Oil prices calmed down after fluctuating initially on Monday, as investors eyed contrasting scenarios of tighter Russian energy supplies due to the Ukraine crisis and more crude coming to the market on a possible nuclear deal between Iran and world powers.
Brent crude futures and U.S. West Texas Intermediate (WTI) crude rose more than $1 a barrel at the start of Asian trade and subsequently swung to nearly $1 loss on news of a possible summit between the United States and Russia.
The office of French President Emmanuel Macron said in a statement on Monday that U.S. President Joe Biden and Russian President Vladimir Putin have agreed in principle to a summit over Ukraine.
Brent crude futures were at $93.39 a barrel at 0445 GMT, down 15 cents or 0.2%, after earlier touching $95, while U.S. West Texas Intermediate (WTI) crude futures had climbed 7 cents to $91.14 a barrel, off an earlier high of $92.93. U.S. markets will be closed on Monday for the Presidents Day holiday.
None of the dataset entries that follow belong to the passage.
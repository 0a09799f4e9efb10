//! ## ringswitch-core::ring
//! **Zero-copy ring substrate surface**
//!
//! The substrate owns the rings, slots and buffers. The switch only ever
//! addresses them through [`RingProvider`], which keeps routing logic free of
//! any particular kernel-bypass backend.

use std::fmt;

use thiserror::Error;

/// Buffer indices below this value are reserved by the substrate and never
/// carry a frame.
pub const FIRST_VALID_BUFFER: u32 = 2;

#[derive(Debug, Error)]
pub enum RingError {
    #[error("No such interface: {0}")]
    NoSuchInterface(String),

    #[error("Queue {queue} out of range for {iface} ({available} queues)")]
    QueueOutOfRange {
        iface: String,
        queue: u16,
        available: u16,
    },

    #[error("Unknown port {0}")]
    UnknownPort(PortId),

    #[error("Synchronization failed: {0}")]
    Sync(String),
}

/// Handle of an open endpoint.
#[derive(Debug, Clone, Copy, PartialEq, Eq, Hash, PartialOrd, Ord)]
pub struct PortId(pub u32);

impl fmt::Display for PortId {
    fn fmt(&self, f: &mut fmt::Formatter<'_>) -> fmt::Result {
        write!(f, "port#{}", self.0)
    }
}

#[derive(Debug, Clone, Copy, PartialEq, Eq, Hash)]
pub enum Direction {
    Rx,
    Tx,
}

/// One ring of an open port, addressed by its position in the port's ring list.
#[derive(Debug, Clone, Copy, PartialEq, Eq, Hash)]
pub struct RingId {
    pub port: PortId,
    pub dir: Direction,
    pub index: u16,
}

impl RingId {
    #[inline]
    pub fn rx(port: PortId, index: u16) -> Self {
        Self {
            port,
            dir: Direction::Rx,
            index,
        }
    }

    #[inline]
    pub fn tx(port: PortId, index: u16) -> Self {
        Self {
            port,
            dir: Direction::Tx,
            index,
        }
    }
}

/// Per-slot flags.
#[derive(Debug, Clone, Copy, Default, PartialEq, Eq)]
pub struct SlotFlags(pub u16);

impl SlotFlags {
    /// The slot now points at a different buffer; the substrate must reload it.
    pub const BUF_CHANGED: SlotFlags = SlotFlags(0x0001);

    #[inline]
    pub fn contains(self, other: SlotFlags) -> bool {
        self.0 & other.0 == other.0
    }
}

/// A ring slot descriptor.
#[derive(Debug, Clone, Copy, Default, PartialEq, Eq)]
pub struct Slot {
    pub buf_idx: u32,
    pub len: u16,
    pub flags: SlotFlags,
}

/// Which hardware rings a port binds to.
#[derive(Debug, Clone, Copy, Default, PartialEq, Eq)]
pub enum RingSelect {
    #[default]
    All,
    One(u16),
}

#[derive(Debug, Clone, Copy, Default, PartialEq, Eq)]
pub struct OpenFlags {
    /// Extra buffers to reserve in the shared region.
    pub extra_bufs: u32,
    /// Reuse the memory region of the `shared` handle instead of mapping a new one.
    pub no_mmap: bool,
    /// Take the interface name from the call, not from the shared handle.
    pub by_name: bool,
    pub rings: RingSelect,
}

impl OpenFlags {
    /// Flags for the process-wide handle of a physical interface.
    pub fn global(extra_bufs: u32, queue: Option<u16>) -> Self {
        Self {
            extra_bufs,
            no_mmap: false,
            by_name: false,
            rings: queue.map_or(RingSelect::All, RingSelect::One),
        }
    }

    /// Flags for an engine's local handle that piggybacks on a global one.
    pub fn local(queue: Option<u16>) -> Self {
        Self {
            extra_bufs: 0,
            no_mmap: true,
            by_name: true,
            rings: queue.map_or(RingSelect::All, RingSelect::One),
        }
    }

    /// Flags for an output channel sharing the engine's memory region.
    pub fn output() -> Self {
        Self {
            extra_bufs: 0,
            no_mmap: true,
            by_name: false,
            rings: RingSelect::All,
        }
    }
}

/// Ring substrate consumed by the switch.
///
/// `is_empty` follows the substrate convention for both directions: an RX ring
/// is empty when it holds no received frames, a TX ring is empty when it has
/// no free slots left.
pub trait RingProvider {
    fn open(
        &mut self,
        name: &str,
        flags: OpenFlags,
        shared: Option<PortId>,
    ) -> Result<PortId, RingError>;

    fn close(&mut self, port: PortId);

    fn ring_count(&self, port: PortId, dir: Direction) -> u16;

    /// Number of slots in the ring.
    fn ring_size(&self, ring: RingId) -> u32;

    fn is_empty(&self, ring: RingId) -> bool;

    /// Slots available to the switch (frames to read, or free TX slots).
    fn space(&self, ring: RingId) -> u32;

    fn cursor(&self, ring: RingId) -> u32;

    /// Hands the slot under the cursor back to the substrate and moves on.
    fn advance(&mut self, ring: RingId);

    fn slot(&self, ring: RingId, index: u32) -> Slot;

    fn set_slot(&mut self, ring: RingId, index: u32, slot: Slot);

    /// Full buffer behind `buf_idx`, or an empty slice for an invalid index.
    fn buffer(&self, ring: RingId, buf_idx: u32) -> &[u8];

    /// Copies `len` bytes between two buffers.
    fn copy_payload(&mut self, src: (RingId, u32), dst: (RingId, u32), len: usize);

    /// Asks the substrate to reconcile ring state (reclaim completed TX slots,
    /// or pick up newly received frames).
    fn sync(&mut self, port: PortId, dir: Direction) -> Result<(), RingError>;

    /// Whether two handles map the same buffer region (zero-copy possible).
    fn shares_memory(&self, a: PortId, b: PortId) -> bool;

    /// Frame bytes held by `slot`.
    fn frame(&self, ring: RingId, slot: &Slot) -> &[u8] {
        let buf = self.buffer(ring, slot.buf_idx);
        &buf[..buf.len().min(slot.len as usize)]
    }
}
Oil markets have been jittery over the past month on worries a Russian invasion of its neighbour could disrupt crude supplies, but price gains have been limited by the possibility of more than 1 million barrels a day of Iranian crude returning to the market.
A senior European Union official said on Friday a deal to revive Iran’s 2015 nuclear agreement was “very very close”.
Analysts said the market remained tight, and any addition of oil would help, but prices would remain volatile in the near term as Iranian crude would only likely return later this year.
“There’s just so many pressures geopolitically it’s difficult to know what the answer is (on market movements) – with Ukraine and Iran,” said National Australia Bank commodity analyst Baden Moore.
European Commission President Ursula von der Leyen said Russia would be cut off from international financial markets and denied access to major exports needed to modernise its economy if it invaded Ukraine.
“If a Russian invasion takes place as the U.S. and U.K. have warned in recent days, Brent futures could spike above $US100/bbl, even if an Iranian deal is reached,” Commonwealth Bank analyst Vivek Dhar said in a note.
Analysts at Singapore’s OCBC bank said Brent could test $100 in the short term, possibly before the end of first quarter.
Despite the prospect of $100 oil, ministers of Arab oil-producing countries said on Sunday that OPEC+ should stick to its current agreement to add 400,000 barrels of oil per day each month to output, rejecting calls to pump more to ease pressure on prices.
To avert a major run up in prices, RBC Capital analysts said the White House is expected to prepare a large strategic petroleum reserves (SPR) release coordinated through the International Energy Agency.
“We anticipate that the U.S. SPR release will be larger than the one in November and more sweet barrels could be offered this time around through direct sale,” RBC Capital said in a note.